● WORK INSTRUCTION:
Reproduce all lines of the listing below in which the word "true" occurs.

● GIVEN INFORMATION:

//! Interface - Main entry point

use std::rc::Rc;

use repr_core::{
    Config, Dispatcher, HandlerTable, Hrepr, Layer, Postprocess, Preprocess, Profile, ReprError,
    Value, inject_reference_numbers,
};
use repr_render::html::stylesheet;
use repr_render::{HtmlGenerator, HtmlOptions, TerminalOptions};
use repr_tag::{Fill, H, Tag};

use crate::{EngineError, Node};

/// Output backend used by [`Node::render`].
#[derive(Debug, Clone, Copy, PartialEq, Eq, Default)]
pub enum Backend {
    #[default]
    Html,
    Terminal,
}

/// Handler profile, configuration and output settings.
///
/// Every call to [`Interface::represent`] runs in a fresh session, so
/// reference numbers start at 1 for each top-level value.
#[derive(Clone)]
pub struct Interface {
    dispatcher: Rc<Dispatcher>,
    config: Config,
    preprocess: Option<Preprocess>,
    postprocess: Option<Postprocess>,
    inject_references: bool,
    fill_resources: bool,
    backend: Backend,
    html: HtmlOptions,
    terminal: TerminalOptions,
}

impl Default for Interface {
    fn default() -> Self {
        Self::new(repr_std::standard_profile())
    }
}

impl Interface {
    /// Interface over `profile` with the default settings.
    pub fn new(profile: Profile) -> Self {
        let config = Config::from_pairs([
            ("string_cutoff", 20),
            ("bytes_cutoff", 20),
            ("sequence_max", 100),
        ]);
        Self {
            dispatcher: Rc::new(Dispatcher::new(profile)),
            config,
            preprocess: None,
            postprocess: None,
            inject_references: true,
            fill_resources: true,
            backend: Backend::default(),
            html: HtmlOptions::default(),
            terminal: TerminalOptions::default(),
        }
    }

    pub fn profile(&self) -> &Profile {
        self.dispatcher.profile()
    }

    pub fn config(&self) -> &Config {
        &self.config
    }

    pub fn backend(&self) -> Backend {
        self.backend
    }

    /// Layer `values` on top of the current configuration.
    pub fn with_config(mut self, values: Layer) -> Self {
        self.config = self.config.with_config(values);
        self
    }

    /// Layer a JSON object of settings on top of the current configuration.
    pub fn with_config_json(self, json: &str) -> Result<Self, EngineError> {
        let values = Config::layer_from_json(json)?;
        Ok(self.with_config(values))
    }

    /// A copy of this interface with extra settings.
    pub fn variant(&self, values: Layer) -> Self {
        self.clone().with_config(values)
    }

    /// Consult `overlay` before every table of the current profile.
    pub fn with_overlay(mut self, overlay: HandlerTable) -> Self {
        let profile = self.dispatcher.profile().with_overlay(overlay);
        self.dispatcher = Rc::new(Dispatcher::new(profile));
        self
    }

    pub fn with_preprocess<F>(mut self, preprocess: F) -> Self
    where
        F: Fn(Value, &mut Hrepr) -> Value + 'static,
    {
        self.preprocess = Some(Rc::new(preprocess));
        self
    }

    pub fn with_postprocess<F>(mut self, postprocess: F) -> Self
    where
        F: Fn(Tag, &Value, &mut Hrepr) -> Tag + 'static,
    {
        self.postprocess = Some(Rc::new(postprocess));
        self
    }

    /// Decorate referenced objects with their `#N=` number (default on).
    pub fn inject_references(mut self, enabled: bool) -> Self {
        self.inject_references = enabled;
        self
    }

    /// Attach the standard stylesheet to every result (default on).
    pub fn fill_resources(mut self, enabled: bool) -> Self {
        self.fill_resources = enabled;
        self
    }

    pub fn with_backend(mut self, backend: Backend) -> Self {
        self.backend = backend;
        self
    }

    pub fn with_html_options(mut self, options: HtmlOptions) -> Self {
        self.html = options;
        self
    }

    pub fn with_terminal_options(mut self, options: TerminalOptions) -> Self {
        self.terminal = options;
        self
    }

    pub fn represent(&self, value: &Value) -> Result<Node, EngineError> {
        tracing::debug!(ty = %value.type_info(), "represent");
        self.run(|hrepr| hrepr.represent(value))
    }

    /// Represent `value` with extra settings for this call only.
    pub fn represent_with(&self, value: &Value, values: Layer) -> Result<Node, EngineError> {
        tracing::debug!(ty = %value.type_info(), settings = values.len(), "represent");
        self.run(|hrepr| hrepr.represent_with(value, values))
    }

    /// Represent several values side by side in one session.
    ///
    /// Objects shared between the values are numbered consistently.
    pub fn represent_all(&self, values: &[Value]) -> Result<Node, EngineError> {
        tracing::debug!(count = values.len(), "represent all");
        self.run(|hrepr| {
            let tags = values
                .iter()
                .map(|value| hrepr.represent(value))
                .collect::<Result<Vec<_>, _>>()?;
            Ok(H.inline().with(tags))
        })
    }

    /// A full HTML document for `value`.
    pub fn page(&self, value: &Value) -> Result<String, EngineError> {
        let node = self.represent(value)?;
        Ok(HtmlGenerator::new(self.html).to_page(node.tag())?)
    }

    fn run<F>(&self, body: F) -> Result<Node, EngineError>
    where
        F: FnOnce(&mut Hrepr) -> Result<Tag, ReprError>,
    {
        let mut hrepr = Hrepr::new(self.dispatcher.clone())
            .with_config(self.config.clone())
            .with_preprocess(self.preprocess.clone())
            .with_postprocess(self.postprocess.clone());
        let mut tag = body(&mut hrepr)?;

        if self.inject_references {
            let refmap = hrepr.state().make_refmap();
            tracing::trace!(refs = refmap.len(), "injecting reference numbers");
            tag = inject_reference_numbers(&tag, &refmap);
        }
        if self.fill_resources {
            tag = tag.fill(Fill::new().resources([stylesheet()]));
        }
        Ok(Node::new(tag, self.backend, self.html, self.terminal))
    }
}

● RESULT FOR THIS EXERCISE:
            inject_references: true,
            fill_resources: true,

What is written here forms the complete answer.